Several months ago Bear quadruple tore his gluteous maximus. To say he was in pain is putting it mildly, but thankfully, with a couple of months of chiropractic, physical therapy, and lots of rest, he was doing heaps better.
Until this week, that is. Then, thanks to the boisterous affections of a ram who still thinks he’s a baby, Bear thoroughly messed up his upper sacral lumbar. It puts the pain of the previous injury into the realms of a paper cut. Poor, poor guy. Again, thankfully, we have excellent health care folks who are taking good care of him and he will mend, but in the meantime, life as we knew it, with two people to manage the farm and work, has necessarily been pared back to what I can manage on my own.
It’s been hard for both of us. Him because he can’t stand not being in the thick of things with me. He wants to be out there feeding animals and building fences and getting the orchards done, but he simply can’t. And it’s been hard for me because I hate seeing him in pain and I’m only one person trying to juggle too many things in the hottest summer I’ve ever experienced.
So I brought out my dusty Set Healthy Boundaries tool set and went to work. I said no to good things so I could say yes to the vital things: keeping me and Bear healthy, meeting my work commitments, and managing the farm.
We’re figuring it out and our days are easing into a new rhythm that is manageable and good. We’ve found things that Bear can do to ease my load – fold laundry, cook, drive me places so I can rest in the car – and that frees me up to do the physical stuff around the farm that he’s forbidden from even thinking about. I made elderberry syrup for me to keep colds and flus at bay, and comfrey poultices for Bear to help his back heal quicker. We turn our 3-times-a-week jaunts to the city for chiro/therapy visits into half days of fun by visiting our favourite thrift stores and having coffees and toasted sandwiches at our favourite café where they’re always happy to see us and make time from their work to have a good ol’ chat.
And when we’re at home we make sure to do something fun every day, whether it’s watching a movie, progressing on a medieval project, or making interesting things like Pickled Cherries. It may be a rough spot in our lives, but we’re determined to make the most of it.
I waited eagerly for cherry season this year, looking forward to finally making the pickled cherries I’d been reading about. When my friend Rowan from Harrow and Finch Fine Hampers said she’d bring me some from Stanthorpe, I was thrilled to bits. Especially when I tasted them. Oh my word. So fat and firm and flavourful.
I’d never made pickled cherries before, so it was all a bit of an experiment. I read all sorts of recipes and the basic gist is this: fresh cherries covered with a hot sweet vinegar mixture seasoned with spices or herbs, then sealed. Easy-peasy.
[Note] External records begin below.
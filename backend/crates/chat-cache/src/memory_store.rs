use crate::{CacheStore, Result as CacheErrorResult};

use std::sync::Arc;
use std::sync::atomic::{AtomicUsize, Ordering};
use std::time::{Duration, Instant};

use async_trait::async_trait;
use dashmap::DashMap;

#[derive(Debug, Clone)]
struct MemoryEntry {
    data: Arc<Vec<u8>>,
    inserted_at: Instant,
    ttl: Duration,
}

impl MemoryEntry {
    fn is_expired(&self) -> bool {
        self.inserted_at.elapsed() >= self.ttl
    }
}

/// Writes between full sweeps of expired entries.
const PURGE_INTERVAL: usize = 64;

/// Process-local store for single-instance deployments and tests.
#[derive(Debug, Clone, Default)]
pub struct MemoryStore {
    entries: Arc<DashMap<String, MemoryEntry>>,
    writes: Arc<AtomicUsize>,
}

impl MemoryStore {
    pub fn new() -> Self {
        Self::default()
    }

    /// Number of stored entries, expired ones included until read or purged.
    pub fn len(&self) -> usize {
        self.entries.len()
    }

    pub fn is_empty(&self) -> bool {
        self.entries.is_empty()
    }

    /// Drop every expired entry, including keys that are never read again.
    pub fn purge_expired(&self) {
        self.entries.retain(|_, entry| !entry.is_expired());
    }
}

#[async_trait]
impl CacheStore for MemoryStore {
    async fn get_raw(&self, key: &str) -> CacheErrorResult<Option<Vec<u8>>> {
        let Some(entry) = self.entries.get(key) else {
            return Ok(None);
        };

        if entry.is_expired() {
            drop(entry);
            // Re-checked under the write lock: a concurrent set may have replaced it
            self.entries.remove_if(key, |_, current| current.is_expired());
            return Ok(None);
        }

        Ok(Some(entry.data.as_ref().clone()))
    }

    async fn set_raw(&self, key: &str, value: Vec<u8>, ttl: Duration) -> CacheErrorResult<()> {
        self.entries.insert(
            key.to_string(),
            MemoryEntry {
                data: Arc::new(value),
                inserted_at: Instant::now(),
                ttl,
            },
        );

        if self.writes.fetch_add(1, Ordering::Relaxed) % PURGE_INTERVAL == PURGE_INTERVAL - 1 {
            self.purge_expired();
        }
        Ok(())
    }

    async fn delete(&self, key: &str) -> CacheErrorResult<()> {
        self.entries.remove(key);
        Ok(())
    }
}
I made three large jars of pickled cherries and saved the rest for snacking. Two of the jars I seasoned with coriander seeds, bay leaves, and a few peppercorns. The third I add fresh rosemary from my garden and more peppercorns.
They look and smell absolutely divine, but they won’t be ready for eating for another week or so. I cannot wait to try them.
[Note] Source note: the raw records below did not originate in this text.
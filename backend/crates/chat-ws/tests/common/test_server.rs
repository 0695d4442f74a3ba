#![allow(dead_code)]

use crate::common::stubs::{EmptyProfiles, FixedAuthority};

use chat_auth::TokenVerifier;
use chat_cache::{CacheLayer, MemoryStore};
use chat_identity::{CacheTtls, IdentityResolver};
use chat_ws::{
    AppState, BroadcastDispatcher, ConnectionConfig, ConnectionLimits, ConnectionRegistry,
    Metrics, QueueCapacity, ShutdownCoordinator, echo_handler, general_handler,
};

use std::sync::Arc;

use axum::{Router, routing::get};
use axum_test::TestServer;

/// HS256 secret shared by the test server and token helpers
pub const TEST_JWT_SECRET: &[u8] = b"test-secret-key-for-integration-tests-min-32-bytes-long";

/// Subject known to the stub authority
pub const KNOWN_SUBJECT: i64 = 42;
pub const KNOWN_USERNAME: &str = "ann";

#[derive(Debug, Clone)]
pub struct TestServerConfig {
    pub max_connections_total: usize,
    pub queue_capacity: QueueCapacity,
}

impl Default for TestServerConfig {
    fn default() -> Self {
        Self {
            max_connections_total: 100,
            queue_capacity: QueueCapacity::Bounded(64),
        }
    }
}

/// Test server with access to AppState for testing
pub struct TestServerWithState {
    pub server: TestServer,
    pub app_state: AppState,
}

pub fn create_test_server() -> TestServerWithState {
    create_test_server_with_config(TestServerConfig::default())
}

/// Must be called inside a Tokio runtime; the dispatch loop is spawned.
pub fn create_test_server_with_config(config: TestServerConfig) -> TestServerWithState {
    let resolver = IdentityResolver::new(
        CacheLayer::new(Arc::new(MemoryStore::new())),
        Arc::new(FixedAuthority::with_user(KNOWN_SUBJECT, KNOWN_USERNAME)),
        Arc::new(EmptyProfiles),
        CacheTtls::default(),
    );

    let registry = ConnectionRegistry::new(ConnectionLimits {
        max_total: config.max_connections_total,
    });
    let metrics = Metrics::default();
    let shutdown = ShutdownCoordinator::new();
    let (dispatcher, dispatch_loop) =
        BroadcastDispatcher::new(registry.clone(), config.queue_capacity, metrics.clone());
    tokio::spawn(dispatch_loop.run(shutdown.subscribe_guard()));

    let app_state = AppState {
        verifier: Arc::new(TokenVerifier::with_hs256(TEST_JWT_SECRET)),
        resolver,
        registry,
        dispatcher,
        metrics,
        shutdown,
        config: ConnectionConfig::default(),
    };

    let router = Router::new()
        .route("/ws", get(general_handler))
        .route("/ws/echo", get(echo_handler))
        .with_state(app_state.clone());

    let server = TestServer::builder()
        .http_transport()
        .build(router)
        .expect("Failed to create test server");

    TestServerWithState { server, app_state }
}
In the meantime I let them sit on my dining room table like a centrepiece, looking especially gorgeous when the first rays of morning sun glisten through them.
Now it’s time to head to bed and read awhile. The kookaburras are cackling madly and dark clouds have rolled in bringing deliciously cool breezes to ease the sweltering heat. A cooler windy night is the right one for a good book. xo
Pickled Cherries with Coriander and Bay
4-6 cups fresh cherries
2 cups vinegar (apple cider is best)
2 cups water
1 cup sugar
1/2 tsp salt
1 Tbsp coriander seeds
2 fresh bay leaves
1/2 tsp peppercorns
- Sterilize canning jars, lids, and rings. Fill jars with cherries and set aside.
- In medium saucepan combine remaining ingredients. Bring to the boil then reduce heat and simmer for 1-2 minutes.
- Remove from heat and pour directly over cherries, dividing seasonings equally between the jars. Seal immediately and set aside to cool. The heat should seal the jars, but if not, put through a hot water bath to ensure they seal properly.
- Set aside for 2-4 weeks to mature, then serve with cold meats and cheeses.